Four weeks after planting, six cucumber cultivars were selected based on screening results in this research, plants were placed in 30 cm high × 30 cm wide × 40 cm deep insect cages covered with polypropylene fabric, and were arranged in a completely randomized design with 10 replicates. The experimental unit was a pot. All of them were kept in a growth chamber at 25 ± 1 °C, 55 ± 5% RH, and 16:8 h photoperiod. Four of same age fly pairs were released in each of the insect cages to feed on the plants. Flies were removed after day one and the plants were evaluated using biological indices of insects, including oviposition period, larval and pupal periods, percentage of larval and pupal mortality and sex ratio among selected cultivars.

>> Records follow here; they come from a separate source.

use tilescape_common::SettingsSource;

pub const RENDER_DISTANCE_KEY: &str = "renderDistance";
pub const FOG_INTENSITY_KEY: &str = "fogIntensity";

pub const DEFAULT_RENDER_DISTANCE: u32 = 32;
pub const DEFAULT_FOG_INTENSITY: u32 = 75;

/// Render distances at or above this switch to the camera-driven region.
pub const DYNAMIC_RENDER_DISTANCE: u32 = 128;

/// How the visible region is chosen.
#[derive(Debug, Clone, Copy, PartialEq, Eq, Default)]
pub enum RenderMode {
    /// Square around the player, sized by the render distance.
    #[default]
    Fixed,
    /// Whatever the camera viewport covers.
    Dynamic,
}

/// Per-frame render settings, parsed from a [`SettingsSource`].
#[derive(Debug, Clone, Copy, PartialEq, Eq)]
pub struct RenderSettings {
    /// Render distance in tiles. Never zero.
    pub render_distance: u32,
    /// Fog intensity in percent, `0..=100`.
    pub fog_intensity: u32,
}

impl Default for RenderSettings {
    fn default() -> Self {
        Self {
            render_distance: DEFAULT_RENDER_DISTANCE,
            fog_intensity: DEFAULT_FOG_INTENSITY,
        }
    }
}

impl RenderSettings {
    /// Read settings. Missing or unparsable values use the defaults; fog
    /// intensity is clamped to `0..=100`.
    pub fn from_source(source: &dyn SettingsSource) -> Self {
        let render_distance = match parse_number(source, RENDER_DISTANCE_KEY) {
            Some(v) if v >= 1.0 => v as u32,
            _ => DEFAULT_RENDER_DISTANCE,
        };
        let fog_intensity = parse_number(source, FOG_INTENSITY_KEY)
            .map_or(DEFAULT_FOG_INTENSITY, |v| v.clamp(0.0, 100.0) as u32);
        Self {
            render_distance,
            fog_intensity,
        }
    }

    pub fn mode(&self) -> RenderMode {
        if self.render_distance >= DYNAMIC_RENDER_DISTANCE {
            RenderMode::Dynamic
        } else {
            RenderMode::Fixed
        }
    }

    /// Fog half-extent in tiles.
    pub fn half_extent(&self) -> f64 {
        self.render_distance as f64 / 2.0
    }
}

fn parse_number(source: &dyn SettingsSource, key: &str) -> Option<f64> {
    let raw = source.get(key)?;
    match raw.trim().parse::<f64>() {
        Ok(v) if v.is_finite() => Some(v),
        _ => {
            tracing::debug!(key, value = %raw, "ignoring unparsable setting");
            None
        }
    }
}
//! Viewport culling: which cells a frame has to look at.

use glam::{UVec2, Vec2};

use crate::camera::Camera2D;
use crate::settings::{RenderMode, RenderSettings};

/// Tiles of padding around the camera viewport in dynamic mode.
pub const DYNAMIC_PADDING_TILES: i64 = 2;

/// Extra fraction of the half-extent kept for the fog transition band.
pub const FOG_BAND_FACTOR: f64 = 1.2;

/// A cell coordinate that may lie outside the grid.
#[derive(Debug, Clone, Copy, PartialEq, Eq, Hash)]
pub struct CellCoord {
    pub col: i64,
    pub row: i64,
}

impl CellCoord {
    pub fn new(col: i64, row: i64) -> Self {
        Self { col, row }
    }

    /// Cell containing a world-pixel point.
    pub fn from_world(pos: Vec2, tile_size: u32) -> Self {
        let ts = tile_size as f32;
        Self {
            col: (pos.x / ts).floor() as i64,
            row: (pos.y / ts).floor() as i64,
        }
    }

    /// Euclidean distance in tiles.
    pub fn distance(self, other: CellCoord) -> f64 {
        let dc = self.col as f64 - other.col as f64;
        let dr = self.row as f64 - other.row as f64;
        (dc * dc + dr * dr).sqrt()
    }
}

/// Inclusive cell rectangle to consider for one frame.
#[derive(Debug, Clone, Copy, PartialEq)]
pub struct VisibleRegion {
    pub mode: RenderMode,
    pub min: CellCoord,
    pub max: CellCoord,
    /// The player's tile; fog distances are measured from here.
    pub centre: CellCoord,
}

impl VisibleRegion {
    /// Pick the region for a frame.
    pub fn compute(
        settings: &RenderSettings,
        camera: &Camera2D,
        canvas: UVec2,
        player: Vec2,
        tile_size: u32,
    ) -> Self {
        let centre = CellCoord::from_world(player, tile_size);
        match settings.mode() {
            RenderMode::Fixed => {
                let reach = (settings.half_extent() * FOG_BAND_FACTOR).ceil() as i64;
                Self {
                    mode: RenderMode::Fixed,
                    min: CellCoord::new(
                        centre.col.saturating_sub(reach),
                        centre.row.saturating_sub(reach),
                    ),
                    max: CellCoord::new(
                        centre.col.saturating_add(reach),
                        centre.row.saturating_add(reach),
                    ),
                    centre,
                }
            }
            RenderMode::Dynamic => {
                let top_left = CellCoord::from_world(camera.position, tile_size);
                let bottom_right = CellCoord::from_world(
                    camera.position + camera.viewport_size(canvas),
                    tile_size,
                );
                Self {
                    mode: RenderMode::Dynamic,
                    min: CellCoord::new(
                        top_left.col.saturating_sub(DYNAMIC_PADDING_TILES),
                        top_left.row.saturating_sub(DYNAMIC_PADDING_TILES),
                    ),
                    max: CellCoord::new(
                        bottom_right.col.saturating_add(DYNAMIC_PADDING_TILES),
                        bottom_right.row.saturating_add(DYNAMIC_PADDING_TILES),
                    ),
                    centre,
                }
            }
        }
    }

    pub fn cell_count(&self) -> usize {
        let span = |lo: i64, hi: i64| (hi as i128 - lo as i128 + 1).max(0) as u128;
        let cells = span(self.min.col, self.max.col) * span(self.min.row, self.max.row);
        usize::try_from(cells).unwrap_or(usize::MAX)
    }

    /// Cells in row-major order.
    pub fn cells(&self) -> impl Iterator<Item = CellCoord> + '_ {
        (self.min.row..=self.max.row)
            .flat_map(move |row| (self.min.col..=self.max.col).map(move |col| CellCoord::new(col, row)))
    }
}
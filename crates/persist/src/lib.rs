//! Persistence: loading custom world documents from disk, saving generated
//! worlds, and the client settings file.
//!
//! # Invariants
//! - No I/O happens for an identifier that fails the path allow-list.
//! - A loaded document goes through the same checks as any other document.

pub mod path;
pub mod settings;
pub mod store;

pub use path::{PathRejected, validate_world_path, world_path_for};
pub use settings::SettingsFile;
pub use store::{PersistError, WorldStore};

pub fn crate_info() -> &'static str {
    "tilescape-persist v0.1.0"
}

#[cfg(test)]
mod tests {
    use super::*;

    #[test]
    fn crate_loads() {
        assert!(crate_info().contains("persist"));
    }
}
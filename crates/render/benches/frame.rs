use std::collections::BTreeMap;
use std::hint::black_box;
use std::time::Instant;

use glam::{UVec2, Vec2};
use tilescape_assets::TextureStore;
use tilescape_gen::{ProceduralGenerator, WorldConfig, WorldSize};
use tilescape_kernel::TileGrid;
use tilescape_render::{DrawList, Frame, RenderView, ViewportRenderer};

fn make_grid(size: WorldSize) -> TileGrid {
    let config = WorldConfig {
        world_size: size,
        ..WorldConfig::default()
    };
    match ProceduralGenerator::new(config).generate() {
        Ok(grid) => grid,
        Err(e) => panic!("generation failed: {e}"),
    }
}

fn bench_generate(size: WorldSize, iterations: usize) {
    let start = Instant::now();
    for _ in 0..iterations {
        black_box(make_grid(black_box(size)));
    }
    let elapsed = start.elapsed();
    let per_iter = elapsed / iterations as u32;
    println!("  generate ({}, {iterations} iters): {per_iter:?}/iter, total {elapsed:?}", size.name());
}

fn bench_frame(grid: &TileGrid, render_distance: u32, iterations: usize) {
    let settings = BTreeMap::from([
        ("renderDistance".to_string(), render_distance.to_string()),
        ("fogIntensity".to_string(), "75".to_string()),
    ]);
    let centre = Vec2::new(grid.width() as f32, grid.height() as f32) * 0.5;
    let mut view = RenderView {
        canvas_size: UVec2::new(1280, 720),
        player: centre,
        ..RenderView::default()
    };
    view.camera.center_on(centre, view.canvas_size);
    let textures = TextureStore::new();
    let frame = Frame {
        grid,
        view: &view,
        settings: &settings,
        textures: &textures,
    };
    let renderer = ViewportRenderer::new();

    let mut canvas = DrawList::new();
    let start = Instant::now();
    for _ in 0..iterations {
        canvas.commands.clear();
        black_box(renderer.paint(black_box(&frame), &mut canvas));
    }
    let elapsed = start.elapsed();
    let per_iter = elapsed / iterations as u32;
    println!(
        "  frame (render distance {render_distance}, {iterations} iters): {per_iter:?}/iter, {} commands, total {elapsed:?}",
        canvas.len()
    );
}

fn main() {
    println!("=== tilescape-render benchmarks ===\n");

    println!("Generation:");
    bench_generate(WorldSize::Small, 50);
    bench_generate(WorldSize::Medium, 20);
    bench_generate(WorldSize::Large, 5);

    let grid = make_grid(WorldSize::Large);
    println!("\nFixed frames:");
    bench_frame(&grid, 16, 500);
    bench_frame(&grid, 32, 200);
    bench_frame(&grid, 96, 50);

    println!("\nDynamic frames:");
    bench_frame(&grid, 128, 50);
    bench_frame(&grid, 400, 50);

    println!("\nDone.");
}
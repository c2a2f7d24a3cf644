//! Texture availability tracking for tile rendering.
//!
//! Textures are identified by content-addressed ids derived from their key.
//! Loading happens elsewhere and out of band; a loader only flips the
//! [`TextureState`] of a tile type. The renderer polls that state every frame
//! and uses flat colors until a texture is `Loaded`.
//!
//! # Layout
//! The store can be persisted to disk as JSON for inspection.

use serde::{Deserialize, Serialize};
use sha2::{Digest, Sha256};
use std::collections::BTreeMap;
use std::path::Path;
use tilescape_common::TileType;

/// Content-addressed texture id computed from the texture key.
#[derive(Debug, Clone, Copy, PartialEq, Eq, Hash, PartialOrd, Ord, Serialize, Deserialize)]
pub struct TextureId(pub u64);

impl TextureId {
    /// Stable id for a texture key such as `"tiles/grass.png"`.
    pub fn from_key(key: &str) -> Self {
        let mut hasher = Sha256::new();
        hasher.update(key.as_bytes());
        let result = hasher.finalize();
        let mut bytes = [0u8; 8];
        bytes.copy_from_slice(&result[..8]);
        Self(u64::from_le_bytes(bytes))
    }
}

/// A loaded texture the renderer can draw.
#[derive(Debug, Clone, Copy, PartialEq, Eq, Serialize, Deserialize)]
pub struct TextureHandle {
    pub id: TextureId,
    /// Number of visual variants packed in the texture. Always at least 1.
    pub variants: u32,
}

impl TextureHandle {
    /// Pick a variant from a tile's `texture_variant` in `[0, 1)`.
    pub fn variant_index(&self, texture_variant: f64) -> u32 {
        let n = self.variants.max(1);
        let v = texture_variant.clamp(0.0, 1.0);
        ((v * n as f64) as u32).min(n - 1)
    }
}

/// Load status of one tile type's texture.
#[derive(Debug, Clone, Copy, PartialEq, Eq, Default, Serialize, Deserialize)]
pub enum TextureState {
    #[default]
    Unloaded,
    Loaded(TextureHandle),
    Failed,
}

/// Errors from texture store operations.
#[derive(Debug, thiserror::Error)]
pub enum AssetError {
    #[error("IO error: {0}")]
    Io(#[from] std::io::Error),
    #[error("JSON error: {0}")]
    Json(#[from] serde_json::Error),
}

/// Per-tile-type texture states.
#[derive(Debug, Clone, Default, Serialize, Deserialize)]
pub struct TextureStore {
    states: BTreeMap<TileType, TextureState>,
}

impl TextureStore {
    pub fn new() -> Self {
        Self::default()
    }

    /// Current state for a tile type. Types never requested are `Unloaded`.
    pub fn state(&self, tile: TileType) -> TextureState {
        self.states.get(&tile).copied().unwrap_or_default()
    }

    /// The handle to draw with, if the texture is loaded.
    pub fn texture_for(&self, tile: TileType) -> Option<TextureHandle> {
        match self.state(tile) {
            TextureState::Loaded(handle) => Some(handle),
            TextureState::Unloaded | TextureState::Failed => None,
        }
    }

    /// Record a completed load.
    pub fn mark_loaded(&mut self, tile: TileType, key: &str, variants: u32) -> TextureHandle {
        let handle = TextureHandle {
            id: TextureId::from_key(key),
            variants: variants.max(1),
        };
        tracing::debug!(%tile, key, ?handle.id, "texture loaded");
        self.states.insert(tile, TextureState::Loaded(handle));
        handle
    }

    /// Record a failed load. The tile type keeps drawing as flat color.
    pub fn mark_failed(&mut self, tile: TileType) {
        tracing::warn!(%tile, "texture failed to load, using flat color");
        self.states.insert(tile, TextureState::Failed);
    }

    /// Number of tile types with a loaded texture.
    pub fn loaded_count(&self) -> usize {
        self.states
            .values()
            .filter(|s| matches!(s, TextureState::Loaded(_)))
            .count()
    }

    /// Save the store to a JSON file.
    pub fn save(&self, path: impl AsRef<Path>) -> Result<(), AssetError> {
        let file = std::fs::File::create(path)?;
        serde_json::to_writer_pretty(file, self)?;
        Ok(())
    }

    /// Load a store from a JSON file.
    pub fn load(path: impl AsRef<Path>) -> Result<Self, AssetError> {
        let file = std::fs::File::open(path)?;
        let store: Self = serde_json::from_reader(file)?;
        Ok(store)
    }
}

pub fn crate_info() -> &'static str {
    "tilescape-assets v0.1.0"
}

#[cfg(test)]
mod tests {
    use super::*;

    #[test]
    fn unrequested_types_are_unloaded() {
        let store = TextureStore::new();
        assert_eq!(store.state(TileType::Grass), TextureState::Unloaded);
        assert!(store.texture_for(TileType::Grass).is_none());
    }

    #[test]
    fn loaded_texture_is_available() {
        let mut store = TextureStore::new();
        let handle = store.mark_loaded(TileType::Water, "tiles/water.png", 4);
        assert_eq!(store.texture_for(TileType::Water), Some(handle));
        assert_eq!(store.loaded_count(), 1);
    }

    #[test]
    fn failed_texture_falls_back() {
        let mut store = TextureStore::new();
        store.mark_loaded(TileType::Wall, "tiles/wall.png", 1);
        store.mark_failed(TileType::Wall);
        assert_eq!(store.state(TileType::Wall), TextureState::Failed);
        assert!(store.texture_for(TileType::Wall).is_none());
    }

    #[test]
    fn ids_are_content_addressed() {
        assert_eq!(TextureId::from_key("a.png"), TextureId::from_key("a.png"));
        assert_ne!(TextureId::from_key("a.png"), TextureId::from_key("b.png"));
    }

    #[test]
    fn variant_index_spans_all_variants() {
        let handle = TextureHandle {
            id: TextureId(1),
            variants: 4,
        };
        assert_eq!(handle.variant_index(0.0), 0);
        assert_eq!(handle.variant_index(0.49), 1);
        assert_eq!(handle.variant_index(0.999), 3);
        assert_eq!(handle.variant_index(1.0), 3);
    }

    #[test]
    fn save_and_load() {
        let tmp = tempfile::NamedTempFile::new().unwrap();
        let mut store = TextureStore::new();
        store.mark_loaded(TileType::Grass, "tiles/grass.png", 2);
        store.mark_failed(TileType::Cave);
        store.save(tmp.path()).unwrap();

        let loaded = TextureStore::load(tmp.path()).unwrap();
        assert_eq!(loaded.state(TileType::Cave), TextureState::Failed);
        assert_eq!(loaded.loaded_count(), 1);
    }
}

Leaf hairs in selected cultivars
For the assessment of this trait, a fully expanded healthy leaf from each cultivar was cut and examined with binocular microscope at 50X magnification. A four-stage scale was used to score hair density of short, long, and glandular hairs.
Data were analyzed with the SPSS statistical program (SPSS, 2004) and were verified for normal distribution, except for rate of injury data, which were normalized by log10.
Differences among cultivars were found significant for measured traits (Table 1). The number of leafminer stings was significantly different among cultivars. The mean (±SE) number of leafminer stings per 4-cm² leaf area ranged from 2.80 ± 0.37 (Gorgan, a local cultivar) to 29 ± 0.71 ('Karim'). The number of larval mines was significantly different among cultivars. Larval mines varied from 0.8 ± 0.49 ('Gorgan') to 7 ± 0.71 ('Karim'). The proportion of larval mines to leafminer stings ranged from 0.19 ± 0.01 ('Korazh') to 0.55 ± 0.08 ('Green magic') (Table 2).
The correlation between leafminer stings and larval mines was positive and significant (r = 0.85, p < 0.01). The mean rate of injury ranged from 1.40 ± 0.40 ('Gorgan', the cultivar with the most stings and the least damage) to 9.60 ± 0.24 ('Zohal', the cultivar with the greatest damage) (Table 2). No cultivar was immune to injury.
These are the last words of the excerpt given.